TRY IT
Tally the lines in the material below that hold the string "pretty" and report the tally alone.

RECORDS PROVIDED
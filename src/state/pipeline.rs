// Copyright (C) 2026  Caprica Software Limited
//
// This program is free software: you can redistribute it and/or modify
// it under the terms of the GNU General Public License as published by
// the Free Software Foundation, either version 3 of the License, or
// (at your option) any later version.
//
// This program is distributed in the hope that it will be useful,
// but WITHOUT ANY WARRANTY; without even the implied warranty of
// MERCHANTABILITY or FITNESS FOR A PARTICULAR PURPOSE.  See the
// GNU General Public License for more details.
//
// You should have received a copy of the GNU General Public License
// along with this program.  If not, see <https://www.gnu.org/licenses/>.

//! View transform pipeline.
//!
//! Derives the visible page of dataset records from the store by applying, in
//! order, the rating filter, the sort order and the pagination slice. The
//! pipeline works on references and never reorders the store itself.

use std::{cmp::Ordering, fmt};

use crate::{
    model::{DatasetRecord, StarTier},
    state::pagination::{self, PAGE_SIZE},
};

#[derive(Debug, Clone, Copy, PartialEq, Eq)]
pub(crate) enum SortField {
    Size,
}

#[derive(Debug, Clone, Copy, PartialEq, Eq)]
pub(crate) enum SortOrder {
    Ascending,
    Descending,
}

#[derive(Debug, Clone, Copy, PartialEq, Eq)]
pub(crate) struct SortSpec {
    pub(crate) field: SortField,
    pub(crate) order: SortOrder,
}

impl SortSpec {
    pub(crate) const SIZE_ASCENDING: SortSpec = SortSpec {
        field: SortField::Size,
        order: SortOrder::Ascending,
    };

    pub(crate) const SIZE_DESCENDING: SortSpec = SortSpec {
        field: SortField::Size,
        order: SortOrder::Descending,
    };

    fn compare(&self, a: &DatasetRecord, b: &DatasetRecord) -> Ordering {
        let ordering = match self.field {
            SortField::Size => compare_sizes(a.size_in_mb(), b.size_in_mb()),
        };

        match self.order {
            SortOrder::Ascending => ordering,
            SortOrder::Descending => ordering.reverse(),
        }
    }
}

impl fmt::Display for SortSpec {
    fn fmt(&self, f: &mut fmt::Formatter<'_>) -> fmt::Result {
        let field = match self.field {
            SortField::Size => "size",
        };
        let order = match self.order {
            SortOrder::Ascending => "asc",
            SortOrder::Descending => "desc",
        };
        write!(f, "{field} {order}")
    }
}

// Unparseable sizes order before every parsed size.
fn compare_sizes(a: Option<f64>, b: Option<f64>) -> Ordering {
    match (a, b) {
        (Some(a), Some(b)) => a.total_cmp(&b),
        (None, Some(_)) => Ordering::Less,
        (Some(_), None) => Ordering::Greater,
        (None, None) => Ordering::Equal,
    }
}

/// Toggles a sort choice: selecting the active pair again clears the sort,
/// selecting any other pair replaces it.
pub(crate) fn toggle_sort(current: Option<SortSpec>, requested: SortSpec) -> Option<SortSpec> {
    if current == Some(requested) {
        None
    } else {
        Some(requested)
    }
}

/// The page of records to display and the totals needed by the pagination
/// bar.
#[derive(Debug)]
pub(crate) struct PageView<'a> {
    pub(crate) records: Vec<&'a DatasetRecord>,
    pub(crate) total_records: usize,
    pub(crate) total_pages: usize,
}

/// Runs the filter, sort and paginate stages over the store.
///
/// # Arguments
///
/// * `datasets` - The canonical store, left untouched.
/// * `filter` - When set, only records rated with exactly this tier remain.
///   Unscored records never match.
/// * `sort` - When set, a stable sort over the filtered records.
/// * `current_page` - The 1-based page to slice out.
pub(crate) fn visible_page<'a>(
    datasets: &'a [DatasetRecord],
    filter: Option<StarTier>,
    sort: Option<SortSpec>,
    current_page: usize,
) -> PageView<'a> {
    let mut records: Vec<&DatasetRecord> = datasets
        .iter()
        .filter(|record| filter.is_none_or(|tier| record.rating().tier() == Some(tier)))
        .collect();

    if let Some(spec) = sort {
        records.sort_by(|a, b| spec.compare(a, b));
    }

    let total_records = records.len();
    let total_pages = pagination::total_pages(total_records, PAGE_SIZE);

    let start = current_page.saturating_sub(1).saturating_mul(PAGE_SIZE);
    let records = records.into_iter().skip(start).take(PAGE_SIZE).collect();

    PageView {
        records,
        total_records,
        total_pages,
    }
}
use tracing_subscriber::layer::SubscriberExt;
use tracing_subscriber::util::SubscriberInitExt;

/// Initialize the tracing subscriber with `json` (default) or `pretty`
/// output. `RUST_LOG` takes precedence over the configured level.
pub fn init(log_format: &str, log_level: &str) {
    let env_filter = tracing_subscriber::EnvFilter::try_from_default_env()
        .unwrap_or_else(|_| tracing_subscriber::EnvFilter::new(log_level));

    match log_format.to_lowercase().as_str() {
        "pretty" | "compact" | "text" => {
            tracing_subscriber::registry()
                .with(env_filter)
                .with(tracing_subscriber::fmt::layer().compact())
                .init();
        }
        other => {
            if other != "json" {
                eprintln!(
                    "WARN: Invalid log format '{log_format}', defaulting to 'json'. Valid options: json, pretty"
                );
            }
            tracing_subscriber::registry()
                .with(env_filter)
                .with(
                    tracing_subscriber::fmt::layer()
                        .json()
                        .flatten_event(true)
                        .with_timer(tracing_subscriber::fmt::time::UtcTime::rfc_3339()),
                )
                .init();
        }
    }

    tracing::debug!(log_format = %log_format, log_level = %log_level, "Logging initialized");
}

ANSWER TO THIS TASK
3